(WORK REQUEST)
In the entries below, find every line holding the string "lwma" and collect it.

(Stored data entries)
........

//! Weighted-moving-average and ensemble forecasting with confidence
//! scoring
//!
//! Confidence is the average of two 0-100 sub-scores: a data-quality
//! score penalizing history shorter than the requested window, and a
//! variability score penalizing noisy series via the coefficient of
//! variation. Degenerate inputs (empty series, zero means) produce
//! defined zero-confidence values, never errors, so a thin dataset
//! degrades the forecast instead of aborting the pipeline.

use crate::error::Result;
use crate::series::ProductSeries;
use crate::ForecastError;
use chrono::{Duration, NaiveDate};
use retail_math::moving_averages::LinearWeightedMovingAverage;
use retail_math::statistics::{coefficient_of_variation, mean, population_std_dev, round2};
use serde::{Deserialize, Serialize};

/// Moving-average windows blended by the ensemble forecast
pub const ENSEMBLE_WINDOWS: [usize; 3] = [7, 14, 30];

/// A forecast value with its 0-100 confidence score
#[derive(Debug, Clone, Copy, PartialEq, Serialize, Deserialize)]
pub struct WeightedForecast {
    pub value: f64,
    pub confidence: u8,
}

/// One horizon of a product forecast
#[derive(Debug, Clone, Serialize, Deserialize)]
pub struct Prediction {
    pub revenue: f64,
    pub quantity: f64,
    /// The lower of the revenue and quantity confidences
    pub confidence: u8,
    pub target_date: NaiveDate,
}

/// Descriptive statistics over a product's full series
#[derive(Debug, Clone, Serialize, Deserialize)]
pub struct HistoricalMetrics {
    pub avg_daily_revenue: f64,
    pub avg_daily_quantity: f64,
    pub revenue_std_dev: f64,
    pub quantity_std_dev: f64,
    pub days_of_history: usize,
}

/// One-day and seven-day forecasts for a product
#[derive(Debug, Clone, Serialize, Deserialize)]
pub struct ProductForecast {
    pub product: String,
    pub company: Option<String>,
    pub one_day: Prediction,
    pub seven_day: Prediction,
    pub history: HistoricalMetrics,
}

fn clamp_confidence(score: f64) -> u8 {
    score.round().clamp(0.0, 100.0) as u8
}

/// Linearly weighted moving average over the tail of a series.
///
/// The effective window shrinks to the series length when history is
/// short; the data-quality half of the confidence score drops
/// proportionally. An empty series forecasts 0 with zero confidence.
pub fn weighted_moving_average(values: &[f64], window: usize) -> Result<WeightedForecast> {
    if window == 0 {
        return Err(ForecastError::InvalidParameter(
            "Window size must be positive".to_string(),
        ));
    }

    let effective_window = window.min(values.len());
    if effective_window == 0 {
        return Ok(WeightedForecast {
            value: 0.0,
            confidence: 0,
        });
    }

    let tail = &values[values.len() - effective_window..];

    let mut lwma = LinearWeightedMovingAverage::new(effective_window)?;
    for &value in tail {
        lwma.update(value);
    }
    let value = lwma.value()?;

    let data_quality = (effective_window as f64 / window as f64).min(1.0) * 100.0;
    let variability = (1.0 - coefficient_of_variation(tail)?).max(0.0) * 100.0;
    let confidence = clamp_confidence((data_quality + variability) / 2.0);

    Ok(WeightedForecast { value, confidence })
}

/// Blend the 7/14/30-day weighted moving averages, each weighted by its
/// own confidence. The overall confidence is their unweighted mean.
pub fn ensemble_forecast(values: &[f64]) -> Result<WeightedForecast> {
    let forecasts = ENSEMBLE_WINDOWS
        .iter()
        .map(|&window| weighted_moving_average(values, window))
        .collect::<Result<Vec<WeightedForecast>>>()?;

    let confidence_total: f64 = forecasts.iter().map(|f| f.confidence as f64).sum();
    let value = if confidence_total > 0.0 {
        forecasts
            .iter()
            .map(|f| f.value * f.confidence as f64)
            .sum::<f64>()
            / confidence_total
    } else {
        0.0
    };

    let confidence = clamp_confidence(confidence_total / forecasts.len() as f64);

    Ok(WeightedForecast { value, confidence })
}

/// Forecast one product from its dense daily series.
///
/// One-day-ahead applies the 7-day weighted moving average to the
/// revenue and quantity series independently; seven-day-ahead is the
/// ensembled daily rate extrapolated flat across a week. Each horizon's
/// confidence is the lower of its revenue and quantity confidences.
pub fn forecast_product(series: &ProductSeries) -> Result<ProductForecast> {
    let last_date = series.last_date().ok_or_else(|| {
        ForecastError::DataError(format!("Empty series for product {}", series.product))
    })?;

    let revenues = series.revenues();
    let quantities = series.quantities();

    let one_day_revenue = weighted_moving_average(&revenues, 7)?;
    let one_day_quantity = weighted_moving_average(&quantities, 7)?;
    let one_day = Prediction {
        revenue: round2(one_day_revenue.value),
        quantity: round2(one_day_quantity.value),
        confidence: one_day_revenue.confidence.min(one_day_quantity.confidence),
        target_date: last_date + Duration::days(1),
    };

    let week_revenue = ensemble_forecast(&revenues)?;
    let week_quantity = ensemble_forecast(&quantities)?;
    let seven_day = Prediction {
        revenue: round2(week_revenue.value * 7.0),
        quantity: round2(week_quantity.value * 7.0),
        confidence: week_revenue.confidence.min(week_quantity.confidence),
        target_date: last_date + Duration::days(7),
    };

    let history = HistoricalMetrics {
        avg_daily_revenue: round2(mean(&revenues)?),
        avg_daily_quantity: round2(mean(&quantities)?),
        revenue_std_dev: round2(population_std_dev(&revenues)?),
        quantity_std_dev: round2(population_std_dev(&quantities)?),
        days_of_history: series.len(),
    };

    Ok(ProductForecast {
        product: series.product.clone(),
        company: series.company.clone(),
        one_day,
        seven_day,
        history,
    })
}

#[cfg(test)]
mod tests {
    use super::*;

    #[test]
    fn constant_series_forecasts_itself_with_full_confidence() {
        let values = vec![250.0; 30];

        for window in [7, 14, 30] {
            let forecast = weighted_moving_average(&values, window).unwrap();
            assert!((forecast.value - 250.0).abs() < 1e-9);
            assert_eq!(forecast.confidence, 100);
        }

        let ensemble = ensemble_forecast(&values).unwrap();
        assert!((ensemble.value - 250.0).abs() < 1e-9);
        assert_eq!(ensemble.confidence, 100);
    }

    #[test]
    fn short_history_halves_data_quality() {
        // 7 days of constant history against a 14-day window: the
        // variability score is 100 but data quality is only 50
        let values = vec![100.0; 7];
        let forecast = weighted_moving_average(&values, 14).unwrap();
        assert!((forecast.value - 100.0).abs() < 1e-9);
        assert_eq!(forecast.confidence, 75);
    }

    #[test]
    fn empty_series_forecasts_zero_with_zero_confidence() {
        let forecast = weighted_moving_average(&[], 7).unwrap();
        assert_eq!(forecast.value, 0.0);
        assert_eq!(forecast.confidence, 0);

        let ensemble = ensemble_forecast(&[]).unwrap();
        assert_eq!(ensemble.value, 0.0);
        assert_eq!(ensemble.confidence, 0);
    }

    #[test]
    fn all_zero_series_has_zero_variability_score() {
        // Mean of zero defines CV as 1, so only data quality remains
        let values = vec![0.0; 7];
        let forecast = weighted_moving_average(&values, 7).unwrap();
        assert_eq!(forecast.value, 0.0);
        assert_eq!(forecast.confidence, 50);
    }

    #[test]
    fn recent_values_dominate_the_average() {
        let mut values = vec![10.0; 6];
        values.push(100.0);

        let forecast = weighted_moving_average(&values, 7).unwrap();
        // Weighted mean = (10*(1+..+6) + 100*7) / 28 = (210 + 700) / 28
        assert!((forecast.value - 910.0 / 28.0).abs() < 1e-9);
        assert!(forecast.value > 10.0);
    }

    #[test]
    fn zero_window_is_rejected() {
        assert!(weighted_moving_average(&[1.0], 0).is_err());
    }
}
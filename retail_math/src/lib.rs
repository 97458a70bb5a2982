//! # Retail Math
//!
//! Mathematical building blocks for retail sales analytics: weighted
//! moving averages, descriptive statistics, and forecast accuracy
//! metrics. The heavier analytics (aggregation, velocity, forecasting)
//! live in the `sales_core` and `forecast_sales` crates and delegate
//! their numeric work here.

use thiserror::Error;

pub mod accuracy;
pub mod moving_averages;
pub mod statistics;

/// Errors that can occur in analytics-related calculations
#[derive(Error, Debug)]
pub enum MathError {
    #[error("Insufficient data for calculation: {0}")]
    InsufficientData(String),

    #[error("Invalid input: {0}")]
    InvalidInput(String),

    #[error("Calculation error: {0}")]
    CalculationError(String),
}

/// Result type for retail math operations
pub type Result<T> = std::result::Result<T, MathError>;
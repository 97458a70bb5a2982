//! # Forecast Sales
//!
//! Short-horizon revenue and quantity forecasting for daily sales
//! extracts.
//!
//! ## Features
//!
//! - Dense per-product daily time series (zero-filled non-selling days)
//! - Linearly weighted moving averages with confidence scoring
//! - Multi-window ensemble forecasts (7/14/30 days)
//! - One-day and seven-day predictions per product
//! - Portfolio summary with data-quality grading and warnings
//! - Backtesting with MAE/MAPE/RMSE accuracy metrics
//!
//! ## Quick Start
//!
//! ```
//! use forecast_sales::{backtest_all, generate_forecast_summary, ForecastConfig};
//! use sales_core::utils::generate_test_batches;
//!
//! let batches = generate_test_batches(45, 6, 20.0);
//! let config = ForecastConfig::default();
//!
//! let summary = generate_forecast_summary(&batches, &config).unwrap();
//! assert_eq!(summary.forecasts.len(), 10);
//! assert_eq!(summary.days_of_history, 45);
//!
//! let backtests = backtest_all(&batches, &config).unwrap();
//! assert!(backtests.iter().all(|b| b.report.test_period_days == 7));
//! ```

pub mod backtest;
pub mod error;
pub mod models;
pub mod series;
pub mod summary;

// Re-export commonly used types
pub use crate::backtest::{backtest_all, BacktestReport, ProductBacktest};
pub use crate::error::{ForecastError, Result};
pub use crate::models::{
    ensemble_forecast, forecast_product, weighted_moving_average, HistoricalMetrics, Prediction,
    ProductForecast, WeightedForecast, ENSEMBLE_WINDOWS,
};
pub use crate::series::{build_product_series, distinct_dates, ProductSeries, SeriesPoint};
pub use crate::summary::{generate_forecast_summary, DataQuality, ForecastSummary};

/// Tuning knobs for forecasting and backtesting
#[derive(Debug, Clone, Copy, PartialEq, Eq)]
pub struct ForecastConfig {
    /// How many products (by total revenue) to forecast
    pub top_products: usize,
    /// Held-out days for backtesting
    pub backtest_days: usize,
}

impl Default for ForecastConfig {
    fn default() -> Self {
        Self {
            top_products: 10,
            backtest_days: 7,
        }
    }
}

........

(RESPONSE AREA)
    let mut lwma = LinearWeightedMovingAverage::new(effective_window)?;
        lwma.update(value);
    let value = lwma.value()?;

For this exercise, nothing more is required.